**ACTION ITEM**
For the records below, print the lines from the line with "axis of every node, indexed by insertion position." through the line with "impl<N: CoordNum, P> TreeLayout<N, P>" exactly as written; include both end lines and exclude the rest.

**RECORDS FOR THE EXERCISE**
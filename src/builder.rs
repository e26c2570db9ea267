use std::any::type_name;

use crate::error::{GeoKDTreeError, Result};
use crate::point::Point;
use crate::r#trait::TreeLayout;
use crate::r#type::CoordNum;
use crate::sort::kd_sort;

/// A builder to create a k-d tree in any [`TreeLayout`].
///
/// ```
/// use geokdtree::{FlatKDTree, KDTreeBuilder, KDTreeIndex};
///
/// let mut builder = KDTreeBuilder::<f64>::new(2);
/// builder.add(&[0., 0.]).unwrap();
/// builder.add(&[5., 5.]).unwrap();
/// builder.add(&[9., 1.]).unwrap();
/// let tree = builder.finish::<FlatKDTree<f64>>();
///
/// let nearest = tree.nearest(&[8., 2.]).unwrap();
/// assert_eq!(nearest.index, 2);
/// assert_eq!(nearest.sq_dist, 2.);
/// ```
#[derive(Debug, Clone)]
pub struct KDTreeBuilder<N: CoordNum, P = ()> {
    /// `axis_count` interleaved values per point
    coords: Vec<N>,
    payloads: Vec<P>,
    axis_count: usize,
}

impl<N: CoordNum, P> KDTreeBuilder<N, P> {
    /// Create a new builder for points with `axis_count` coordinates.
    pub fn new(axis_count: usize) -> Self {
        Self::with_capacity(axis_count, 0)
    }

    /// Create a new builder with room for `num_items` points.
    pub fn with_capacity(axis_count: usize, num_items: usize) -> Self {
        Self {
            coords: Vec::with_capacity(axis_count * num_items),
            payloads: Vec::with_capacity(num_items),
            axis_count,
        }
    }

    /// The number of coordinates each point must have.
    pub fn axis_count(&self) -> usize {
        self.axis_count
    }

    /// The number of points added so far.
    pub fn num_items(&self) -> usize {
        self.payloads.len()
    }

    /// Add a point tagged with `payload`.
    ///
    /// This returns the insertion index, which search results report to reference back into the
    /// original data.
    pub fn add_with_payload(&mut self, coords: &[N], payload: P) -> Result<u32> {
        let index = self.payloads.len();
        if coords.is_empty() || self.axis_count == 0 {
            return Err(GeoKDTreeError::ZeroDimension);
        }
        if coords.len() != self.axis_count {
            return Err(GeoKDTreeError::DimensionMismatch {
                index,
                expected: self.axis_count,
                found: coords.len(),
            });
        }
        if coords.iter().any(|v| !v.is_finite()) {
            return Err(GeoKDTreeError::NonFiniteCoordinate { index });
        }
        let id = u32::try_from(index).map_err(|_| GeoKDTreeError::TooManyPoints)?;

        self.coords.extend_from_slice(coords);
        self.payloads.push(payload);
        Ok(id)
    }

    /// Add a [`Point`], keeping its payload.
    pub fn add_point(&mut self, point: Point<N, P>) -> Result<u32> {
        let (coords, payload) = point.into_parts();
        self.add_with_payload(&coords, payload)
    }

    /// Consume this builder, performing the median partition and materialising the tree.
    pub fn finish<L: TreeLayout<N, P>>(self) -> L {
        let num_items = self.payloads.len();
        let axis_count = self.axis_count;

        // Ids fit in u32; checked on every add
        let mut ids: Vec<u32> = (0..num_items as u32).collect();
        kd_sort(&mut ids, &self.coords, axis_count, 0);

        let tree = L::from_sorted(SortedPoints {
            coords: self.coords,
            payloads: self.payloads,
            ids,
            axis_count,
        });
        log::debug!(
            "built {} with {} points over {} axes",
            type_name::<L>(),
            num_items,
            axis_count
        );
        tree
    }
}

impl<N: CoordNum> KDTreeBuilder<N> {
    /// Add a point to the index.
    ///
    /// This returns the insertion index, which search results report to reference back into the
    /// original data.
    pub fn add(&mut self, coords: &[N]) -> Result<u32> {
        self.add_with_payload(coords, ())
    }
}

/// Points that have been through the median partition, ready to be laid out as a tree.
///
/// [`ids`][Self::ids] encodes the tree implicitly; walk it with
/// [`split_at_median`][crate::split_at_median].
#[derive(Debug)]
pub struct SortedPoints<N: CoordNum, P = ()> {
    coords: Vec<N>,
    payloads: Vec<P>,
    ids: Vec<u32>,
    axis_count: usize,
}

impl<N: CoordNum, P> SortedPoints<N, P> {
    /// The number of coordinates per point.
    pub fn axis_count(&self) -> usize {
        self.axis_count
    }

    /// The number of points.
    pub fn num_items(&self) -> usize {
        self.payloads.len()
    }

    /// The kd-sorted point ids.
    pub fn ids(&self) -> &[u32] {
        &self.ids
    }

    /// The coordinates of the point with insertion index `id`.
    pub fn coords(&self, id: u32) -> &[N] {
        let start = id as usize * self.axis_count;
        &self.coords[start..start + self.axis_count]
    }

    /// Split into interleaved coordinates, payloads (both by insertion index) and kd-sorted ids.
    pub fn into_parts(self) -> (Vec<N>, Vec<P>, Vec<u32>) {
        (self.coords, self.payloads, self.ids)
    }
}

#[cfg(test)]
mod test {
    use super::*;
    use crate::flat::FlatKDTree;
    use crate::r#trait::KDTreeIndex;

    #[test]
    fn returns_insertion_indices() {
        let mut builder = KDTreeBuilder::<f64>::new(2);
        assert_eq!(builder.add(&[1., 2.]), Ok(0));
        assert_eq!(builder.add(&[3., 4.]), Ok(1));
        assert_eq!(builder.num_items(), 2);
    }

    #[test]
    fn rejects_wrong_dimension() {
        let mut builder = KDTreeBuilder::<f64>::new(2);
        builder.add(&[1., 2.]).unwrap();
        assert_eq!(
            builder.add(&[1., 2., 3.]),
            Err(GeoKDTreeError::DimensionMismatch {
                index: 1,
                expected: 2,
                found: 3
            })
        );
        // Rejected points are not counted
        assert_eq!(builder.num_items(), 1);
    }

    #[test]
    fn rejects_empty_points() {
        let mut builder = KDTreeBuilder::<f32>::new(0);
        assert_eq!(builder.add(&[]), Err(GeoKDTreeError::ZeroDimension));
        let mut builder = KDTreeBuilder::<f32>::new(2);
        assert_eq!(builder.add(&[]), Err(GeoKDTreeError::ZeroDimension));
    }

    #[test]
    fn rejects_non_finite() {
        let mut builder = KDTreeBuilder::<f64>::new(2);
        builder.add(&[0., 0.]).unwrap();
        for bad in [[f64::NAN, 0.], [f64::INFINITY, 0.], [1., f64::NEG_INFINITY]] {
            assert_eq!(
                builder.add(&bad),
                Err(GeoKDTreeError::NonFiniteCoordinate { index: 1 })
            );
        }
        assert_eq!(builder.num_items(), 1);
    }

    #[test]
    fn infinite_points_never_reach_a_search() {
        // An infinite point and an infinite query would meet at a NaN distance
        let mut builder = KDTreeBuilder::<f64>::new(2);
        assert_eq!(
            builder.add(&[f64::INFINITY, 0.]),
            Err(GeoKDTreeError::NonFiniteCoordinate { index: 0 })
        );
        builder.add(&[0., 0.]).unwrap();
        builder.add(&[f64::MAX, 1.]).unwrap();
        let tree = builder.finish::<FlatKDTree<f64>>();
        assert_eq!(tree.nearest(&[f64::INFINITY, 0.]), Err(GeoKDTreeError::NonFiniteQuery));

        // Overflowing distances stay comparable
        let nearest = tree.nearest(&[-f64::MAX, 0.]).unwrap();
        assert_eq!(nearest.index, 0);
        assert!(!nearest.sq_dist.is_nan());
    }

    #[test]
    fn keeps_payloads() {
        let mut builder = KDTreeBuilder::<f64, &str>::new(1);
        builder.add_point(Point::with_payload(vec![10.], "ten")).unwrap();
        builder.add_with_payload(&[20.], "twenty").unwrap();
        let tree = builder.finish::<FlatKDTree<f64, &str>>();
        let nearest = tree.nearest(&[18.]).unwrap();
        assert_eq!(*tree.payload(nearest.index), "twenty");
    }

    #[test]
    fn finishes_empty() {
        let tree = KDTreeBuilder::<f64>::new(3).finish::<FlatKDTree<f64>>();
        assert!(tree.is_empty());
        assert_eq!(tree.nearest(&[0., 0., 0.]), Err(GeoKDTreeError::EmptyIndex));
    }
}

---

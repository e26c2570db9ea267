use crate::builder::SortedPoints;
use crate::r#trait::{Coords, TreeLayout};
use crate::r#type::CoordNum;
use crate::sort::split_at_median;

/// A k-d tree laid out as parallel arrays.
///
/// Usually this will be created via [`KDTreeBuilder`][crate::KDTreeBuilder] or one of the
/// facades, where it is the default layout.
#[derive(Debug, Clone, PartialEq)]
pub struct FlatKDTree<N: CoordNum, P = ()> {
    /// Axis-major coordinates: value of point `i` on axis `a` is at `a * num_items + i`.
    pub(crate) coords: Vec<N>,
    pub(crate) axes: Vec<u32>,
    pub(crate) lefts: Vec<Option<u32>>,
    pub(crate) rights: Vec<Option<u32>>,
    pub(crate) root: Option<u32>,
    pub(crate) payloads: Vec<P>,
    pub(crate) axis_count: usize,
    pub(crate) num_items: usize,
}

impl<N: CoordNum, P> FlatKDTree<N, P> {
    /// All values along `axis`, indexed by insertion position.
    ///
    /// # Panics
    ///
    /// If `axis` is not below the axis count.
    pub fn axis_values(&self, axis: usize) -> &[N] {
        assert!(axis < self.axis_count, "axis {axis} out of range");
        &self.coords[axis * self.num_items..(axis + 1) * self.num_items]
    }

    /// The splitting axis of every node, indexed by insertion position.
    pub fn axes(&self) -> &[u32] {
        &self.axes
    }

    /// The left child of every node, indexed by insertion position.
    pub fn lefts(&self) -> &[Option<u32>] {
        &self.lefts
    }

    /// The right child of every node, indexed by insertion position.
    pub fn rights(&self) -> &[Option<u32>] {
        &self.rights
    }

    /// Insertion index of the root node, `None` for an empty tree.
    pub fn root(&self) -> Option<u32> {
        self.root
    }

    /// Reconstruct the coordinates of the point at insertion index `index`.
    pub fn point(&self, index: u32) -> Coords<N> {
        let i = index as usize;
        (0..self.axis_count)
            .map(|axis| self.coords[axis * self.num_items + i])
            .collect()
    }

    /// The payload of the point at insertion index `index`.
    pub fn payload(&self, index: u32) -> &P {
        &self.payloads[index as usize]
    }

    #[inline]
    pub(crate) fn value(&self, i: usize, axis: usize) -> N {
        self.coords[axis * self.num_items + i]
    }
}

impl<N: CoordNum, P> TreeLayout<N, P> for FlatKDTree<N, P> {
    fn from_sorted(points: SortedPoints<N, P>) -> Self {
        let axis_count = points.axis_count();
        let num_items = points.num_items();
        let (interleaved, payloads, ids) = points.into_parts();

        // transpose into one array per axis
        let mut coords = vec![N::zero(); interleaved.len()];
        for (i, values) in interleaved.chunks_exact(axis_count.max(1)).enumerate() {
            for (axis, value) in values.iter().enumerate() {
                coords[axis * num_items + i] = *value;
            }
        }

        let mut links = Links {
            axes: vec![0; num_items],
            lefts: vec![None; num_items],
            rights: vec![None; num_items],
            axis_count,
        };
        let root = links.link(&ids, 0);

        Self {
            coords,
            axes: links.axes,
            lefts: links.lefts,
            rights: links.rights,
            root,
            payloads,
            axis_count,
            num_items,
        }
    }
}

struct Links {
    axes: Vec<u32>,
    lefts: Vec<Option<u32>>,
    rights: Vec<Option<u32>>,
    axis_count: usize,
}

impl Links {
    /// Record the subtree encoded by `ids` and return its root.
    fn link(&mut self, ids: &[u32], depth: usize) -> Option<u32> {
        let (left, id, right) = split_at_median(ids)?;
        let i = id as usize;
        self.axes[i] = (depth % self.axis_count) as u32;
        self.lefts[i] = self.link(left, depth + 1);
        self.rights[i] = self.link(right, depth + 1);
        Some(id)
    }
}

**TASK RESPONSE**
    /// The splitting axis of every node, indexed by insertion position.
    pub fn axes(&self) -> &[u32] {
        &self.axes
    }

    /// The left child of every node, indexed by insertion position.
    pub fn lefts(&self) -> &[Option<u32>] {
        &self.lefts
    }

    /// The right child of every node, indexed by insertion position.
    pub fn rights(&self) -> &[Option<u32>] {
        &self.rights
    }

    /// Insertion index of the root node, `None` for an empty tree.
    pub fn root(&self) -> Option<u32> {
        self.root
    }

    /// Reconstruct the coordinates of the point at insertion index `index`.
    pub fn point(&self, index: u32) -> Coords<N> {
        let i = index as usize;
        (0..self.axis_count)
            .map(|axis| self.coords[axis * self.num_items + i])
            .collect()
    }

    /// The payload of the point at insertion index `index`.
    pub fn payload(&self, index: u32) -> &P {
        &self.payloads[index as usize]
    }

    #[inline]
    pub(crate) fn value(&self, i: usize, axis: usize) -> N {
        self.coords[axis * self.num_items + i]
    }
}

impl<N: CoordNum, P> TreeLayout<N, P> for FlatKDTree<N, P> {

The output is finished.